My current play is based on time rather than price. The time of my entry corresponded nicely with the end of the violent up-move that began on December 19. My intention is to close out the short on touches of significant price points on the graph -- 28 is, this 29 stuff wasn't -- and re-enter a day or two after, on the sucker bounce. My final target is the two-year low of 16, or June 1999, whichever comes first.
I am buying upcrash protection in the form of OOM calls of 10x my short position, whatever strike price I can get for 1/8. I begin looking on the Monday that is two weeks before option expiration.
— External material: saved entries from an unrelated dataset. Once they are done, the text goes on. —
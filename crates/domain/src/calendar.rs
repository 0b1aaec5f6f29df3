use std::collections::BTreeSet;

use chrono::{DateTime, Utc};
use docker_cron_core::utils::start_of_day;
use docker_cron_core::{Container, JobScheduler, ScheduleEvent};
use tracing::warn;

/// 生成一个容器的日历事件
pub fn project_calendar(
    container: &Container,
    scheduler: &dyn JobScheduler,
    from: DateTime<Utc>,
    to: DateTime<Utc>,
    now: DateTime<Utc>,
) -> BTreeSet<ScheduleEvent> {
    let mut events = BTreeSet::new();
    project_into(&mut events, container, scheduler, from, to, now);
    events
}

/// 把容器的日历事件累加进有序集合
///
/// 没有有效作业的容器不产生任何事件。历史部分：创建时间早于今天零点时生成一个全天事件
/// [创建, 今天零点] 和一个 [今天零点, 现在] 事件，否则生成 [创建, 现在]。未来部分：每个有效作业
/// 在 (max(from, now), to) 内的预测触发时间各生成一个事件。
pub fn project_into(
    events: &mut BTreeSet<ScheduleEvent>,
    container: &Container,
    scheduler: &dyn JobScheduler,
    from: DateTime<Utc>,
    to: DateTime<Utc>,
    now: DateTime<Utc>,
) {
    if container.valid_job_count() == 0 {
        return;
    }

    let title = container.name();
    if let Some(created) = container.info.created {
        let today = start_of_day(now);
        if created < today {
            events.insert(ScheduleEvent::new(title, created, Some(today), false, true));
            events.insert(ScheduleEvent::new(title, today, Some(now), false, false));
        } else {
            events.insert(ScheduleEvent::new(title, created, Some(now), false, false));
        }
    }

    let future_from = from.max(now);
    for job in container.valid_jobs() {
        let dates = match scheduler.predict_fire_dates(&job.schedule, future_from, to) {
            Ok(dates) => dates,
            Err(e) => {
                warn!("无法预测作业 {} 的执行时间 ({}): {}", job.name, job.schedule, e);
                continue;
            }
        };

        let commands = job.commands();
        for date in dates {
            events.insert(
                ScheduleEvent::new(title, date, None, true, false)
                    .with_schedule(job.schedule.clone(), commands.clone()),
            );
        }
    }
}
I fully expect that these calls (typically 2 strikes OOM, bought less than 2 weeks before expiration) will expire worthless every single month until April 1999.
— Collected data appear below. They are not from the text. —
//! 容器注册表
//!
//! 保存所有已知容器及其作业，负责在容器加入时规划并注册作业、在容器退出时取消调度。
//! 容器表和批处理容器槽位由同一把读写锁保护。

use std::collections::{BTreeSet, HashMap};
use std::sync::Arc;
use std::time::Duration;

use chrono::{DateTime, Utc};
use tokio::sync::{Mutex, RwLock};
use tokio::task::JoinHandle;
use tracing::{debug, error, info, warn};

use docker_cron_core::config::{DockerConfig, LogsConfig};
use docker_cron_core::{
    AppConfig, Container, ContainerFilter, ContainerInfo, ContainerSource, JobScheduler, LogEntry,
    ScheduleEvent, SchedulerError, SchedulerResult,
};
use docker_cron_domain::{project_into, EvaluatorRegistry, JobPlanner};
use docker_cron_worker::ExecutorDispatcher;

use crate::runner::JobRunner;
use crate::state_listener::StateListener;

/// 历史事件标题的后缀，查询日志时去掉
const HISTORY_SUFFIX: &str = "_hist";

#[derive(Default)]
struct FleetState {
    containers: HashMap<String, Container>,
    batch: Option<ContainerInfo>,
}

pub struct Fleet {
    docker: DockerConfig,
    logs: LogsConfig,
    filter: ContainerFilter,
    source: Arc<dyn ContainerSource>,
    scheduler: Arc<dyn JobScheduler>,
    executors: Arc<ExecutorDispatcher>,
    planner: JobPlanner,
    state: RwLock<FleetState>,
    listener: Mutex<Option<JoinHandle<()>>>,
}

impl Fleet {
    pub fn new(
        config: &AppConfig,
        source: Arc<dyn ContainerSource>,
        scheduler: Arc<dyn JobScheduler>,
        executors: Arc<ExecutorDispatcher>,
    ) -> SchedulerResult<Self> {
        let planner = JobPlanner::new(config.evaluation.clone(), EvaluatorRegistry::new());
        Self::with_planner(config, source, scheduler, executors, planner)
    }

    pub fn with_planner(
        config: &AppConfig,
        source: Arc<dyn ContainerSource>,
        scheduler: Arc<dyn JobScheduler>,
        executors: Arc<ExecutorDispatcher>,
        planner: JobPlanner,
    ) -> SchedulerResult<Self> {
        Ok(Self {
            docker: config.docker.clone(),
            logs: config.logs.clone(),
            filter: ContainerFilter::new(&config.docker.container_filter)?,
            source,
            scheduler,
            executors,
            planner,
            state: RwLock::new(FleetState::default()),
            listener: Mutex::new(None),
        })
    }

    pub fn source(&self) -> &Arc<dyn ContainerSource> {
        &self.source
    }

    pub fn scheduler(&self) -> &Arc<dyn JobScheduler> {
        &self.scheduler
    }

    /// 加入单个容器
    pub async fn add_container(&self, info: ContainerInfo) -> bool {
        self.add_containers(vec![info]).await == 1
    }

    /// 加入一批容器，已注册的ID被忽略，返回新加入的数量
    ///
    /// 同一批容器共用一轮规划，批处理容器的步骤只编译一次。临时工作容器只登记不规划。
    pub async fn add_containers(&self, infos: Vec<ContainerInfo>) -> usize {
        let mut state = self.state.write().await;
        let batch = state.batch.clone();

        let mut added = Vec::new();
        {
            let mut pass = self.planner.pass(batch.as_ref());
            for mut info in infos {
                if state.containers.contains_key(&info.id)
                    || added.iter().any(|c: &Container| c.id() == info.id)
                {
                    continue;
                }

                info.add_volume_attributes();
                let mut container = Container::new(info);
                if container.info.is_temp_container() {
                    debug!("临时工作容器 {} 不规划作业", container.info);
                } else {
                    pass.plan(&mut container);
                }
                added.push(container);
            }
        }

        let count = added.len();
        for mut container in added {
            self.schedule_jobs(&mut container).await;
            info!("容器已加入: {}", container.info);
            state.containers.insert(container.id().to_string(), container);
        }
        count
    }

    async fn schedule_jobs(&self, container: &mut Container) {
        let name = container.name().to_string();
        for job in container.jobs.iter_mut().filter(|job| job.is_valid()) {
            let runner = JobRunner::new(&name, job, self.executors.clone());
            match self.scheduler.schedule(&job.schedule, Arc::new(runner)).await {
                Ok(id) => job.id = Some(id),
                Err(e) => warn!("容器 {} 的作业 {} 注册失败: {}", name, job.name, e),
            }
        }
    }

    /// 移除容器并取消其全部作业
    pub async fn delete_container(&self, id: &str) -> Option<Container> {
        let removed = {
            let mut state = self.state.write().await;
            let removed = state.containers.remove(id);
            if state.batch.as_ref().is_some_and(|batch| batch.id == id) {
                info!("批处理容器 {} 已移除", id);
                state.batch = None;
            }
            removed
        };

        let container = removed?;
        info!("容器已从注册表移除: {}", container.info);
        for job in &container.jobs {
            if let Some(job_id) = &job.id {
                match self.scheduler.deschedule(job_id).await {
                    Ok(()) => info!("作业 {} 已取消调度", job),
                    Err(e) => warn!("取消作业 {} 失败: {}", job, e),
                }
            }
        }
        Some(container)
    }

    pub async fn containers(&self) -> Vec<Container> {
        let state = self.state.read().await;
        let mut containers: Vec<Container> = state.containers.values().cloned().collect();
        containers.sort_by(|a, b| a.name().cmp(b.name()));
        containers
    }

    pub async fn container(&self, id: &str) -> Option<Container> {
        self.state.read().await.containers.get(id).cloned()
    }

    pub async fn container_by_name(&self, name: &str) -> Option<Container> {
        self.state
            .read()
            .await
            .containers
            .values()
            .find(|c| c.name() == name)
            .cloned()
    }

    pub async fn set_batch_container(&self, mut info: ContainerInfo) {
        info.add_volume_attributes();
        info!("批处理容器: {}", info);
        self.state.write().await.batch = Some(info);
    }

    pub async fn batch_container(&self) -> Option<ContainerInfo> {
        self.state.read().await.batch.clone()
    }

    pub async fn count_of_scheduled_jobs(&self) -> usize {
        self.scheduler.count_of_scheduled_jobs().await
    }

    fn is_batch_candidate(&self, info: &ContainerInfo) -> bool {
        info.hostname() == Some(self.docker.hostname.as_str())
            || info.name == self.docker.batch_container_name
    }

    /// 按配置的名称过滤器加载容器
    pub async fn load_containers(&self) -> SchedulerResult<usize> {
        self.load_containers_matching(&self.filter).await
    }

    /// 从容器来源加载容器，先确定批处理容器再逐个加入
    pub async fn load_containers_matching(&self, filter: &ContainerFilter) -> SchedulerResult<usize> {
        info!("从容器来源加载容器");
        let infos = self.source.list_containers(filter).await?;

        if let Some(batch) = infos.iter().find(|info| self.is_batch_candidate(info)) {
            let known = self
                .batch_container()
                .await
                .is_some_and(|current| current.id == batch.id);
            if !known {
                self.set_batch_container(batch.clone()).await;
            }
        }

        let added = self.add_containers(infos).await;
        info!("新加入 {} 个容器，共注册 {} 个作业", added, self.count_of_scheduled_jobs().await);
        Ok(added)
    }

    /// 加载容器、启动调度器并订阅生命周期事件
    pub async fn start(self: &Arc<Self>) -> SchedulerResult<()> {
        self.load_containers().await?;
        self.start_scheduling().await
    }

    /// 启动调度器并订阅生命周期事件，不重新加载容器
    pub async fn start_scheduling(self: &Arc<Self>) -> SchedulerResult<()> {
        self.scheduler.start().await?;

        let events = self.source.subscribe_lifecycle_events().await?;
        let listener = StateListener::new(self.clone());
        *self.listener.lock().await = Some(tokio::spawn(listener.run(events)));

        info!("容器注册表已启动");
        Ok(())
    }

    /// 停止调度器，删除遗留的临时工作容器
    pub async fn stop(&self) -> SchedulerResult<()> {
        if let Some(handle) = self.listener.lock().await.take() {
            handle.abort();
        }
        if let Err(e) = self.scheduler.stop().await {
            error!("停止调度器失败: {}", e);
        }
        self.delete_worker_containers().await;
        info!("容器注册表已停止");
        Ok(())
    }

    /// 删除所有登记在册的临时工作容器
    pub async fn delete_worker_containers(&self) -> usize {
        let workers: Vec<String> = self
            .state
            .read()
            .await
            .containers
            .values()
            .filter(|c| c.info.is_temp_container())
            .map(|c| c.id().to_string())
            .collect();

        info!("删除 {} 个临时工作容器", workers.len());
        for id in &workers {
            if let Err(e) = self.source.delete_container(id).await {
                warn!("删除临时工作容器 {} 失败: {}", id, e);
            }
            self.delete_container(id).await;
        }
        workers.len()
    }

    /// 汇总所有容器的日历事件
    pub async fn get_events(
        &self,
        from: DateTime<Utc>,
        to: DateTime<Utc>,
        now: DateTime<Utc>,
    ) -> BTreeSet<ScheduleEvent> {
        let started = std::time::Instant::now();
        let state = self.state.read().await;

        let mut events = BTreeSet::new();
        for container in state.containers.values() {
            project_into(&mut events, container, self.scheduler.as_ref(), from, to, now);
        }
        debug!(
            "日历事件 {} 到 {}: {} 个, 耗时 {:?}",
            from,
            to,
            events.len(),
            started.elapsed()
        );
        events
    }

    /// 按容器名查询日志，最多保留最新的 `logs.max_entries` 条
    pub async fn get_logs(
        &self,
        container_name: &str,
        since: DateTime<Utc>,
        timeout: Option<Duration>,
    ) -> SchedulerResult<Vec<LogEntry>> {
        let name = container_name
            .strip_suffix(HISTORY_SUFFIX)
            .unwrap_or(container_name);
        let container = self
            .container_by_name(name)
            .await
            .ok_or_else(|| SchedulerError::container_not_found(name))?;

        let timeout = timeout.unwrap_or(Duration::from_secs(self.logs.timeout_seconds));
        let mut entries = self
            .source
            .fetch_logs(container.id(), since, timeout)
            .await?;

        if entries.len() > self.logs.max_entries {
            let excess = entries.len() - self.logs.max_entries;
            entries.drain(..excess);
        }
        Ok(entries)
    }
}

#[cfg(test)]
mod tests {
    use super::*;
    use docker_cron_testing_utils::{ContainerBuilder, InMemoryContainerSource, RecordingScheduler};
    use docker_cron_worker::InvocationCounter;

    fn fleet(source: InMemoryContainerSource, scheduler: RecordingScheduler) -> Fleet {
        let mut config = AppConfig::default();
        config.docker.hostname = "scheduler-host".to_string();
        Fleet::new(
            &config,
            Arc::new(source),
            Arc::new(scheduler),
            Arc::new(ExecutorDispatcher::simulated(InvocationCounter::new())),
        )
        .unwrap()
    }

    #[tokio::test]
    async fn test_add_ignores_known_ids() {
        let fleet = fleet(InMemoryContainerSource::new(), RecordingScheduler::new());
        let info = ContainerBuilder::new("1", "db").build();

        assert!(fleet.add_container(info.clone()).await);
        assert!(!fleet.add_container(info).await);
        assert_eq!(fleet.containers().await.len(), 1);
    }

    #[tokio::test]
    async fn test_temp_container_is_not_planned() {
        let scheduler = RecordingScheduler::new();
        let fleet = fleet(InMemoryContainerSource::new(), scheduler.clone());
        let info = ContainerBuilder::new("t1", "Temp-Container-backup-1-db")
            .with_job("backup", "0 1 * * *", "echo hi", None)
            .build();

        fleet.add_container(info).await;

        let container = fleet.container("t1").await.unwrap();
        assert!(container.jobs.is_empty());
        assert!(scheduler.registrations().is_empty());
    }

    #[tokio::test]
    async fn test_delete_clears_batch_slot() {
        let fleet = fleet(InMemoryContainerSource::new(), RecordingScheduler::new());
        let batch = ContainerBuilder::new("b", "docker-cron").build();
        fleet.set_batch_container(batch.clone()).await;
        fleet.add_container(batch).await;

        assert!(fleet.delete_container("b").await.is_some());
        assert!(fleet.batch_container().await.is_none());
        assert!(fleet.delete_container("b").await.is_none());
    }

    #[tokio::test]
    async fn test_batch_detected_by_hostname() {
        let source = InMemoryContainerSource::new();
        source.add(
            ContainerBuilder::new("x", "scheduler")
                .with_attribute("host", "scheduler-host")
                .build(),
        );
        source.add(ContainerBuilder::new("y", "db").build());
        let fleet = fleet(source, RecordingScheduler::new());

        assert_eq!(fleet.load_containers().await.unwrap(), 2);
        assert_eq!(fleet.batch_container().await.unwrap().id, "x");
    }
}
Micron's "return to its core business" (read: selling itself off piecemeal) is not a plan for growth. The near-panic blizzard of upgrades from December to February was the Last Dance at the Bag-Holder's Ball. Fundamentals be dammed -- they correspond to the decline and target I expect in this down-leg, but I am trading this move from 36 as though a lot of money and effort was spent to move it there, as the company was losing two million dollars a day during the entire period. I don't need to go on about Goldman, the multi-thousand contracts of calls, and Abbey Cohen again.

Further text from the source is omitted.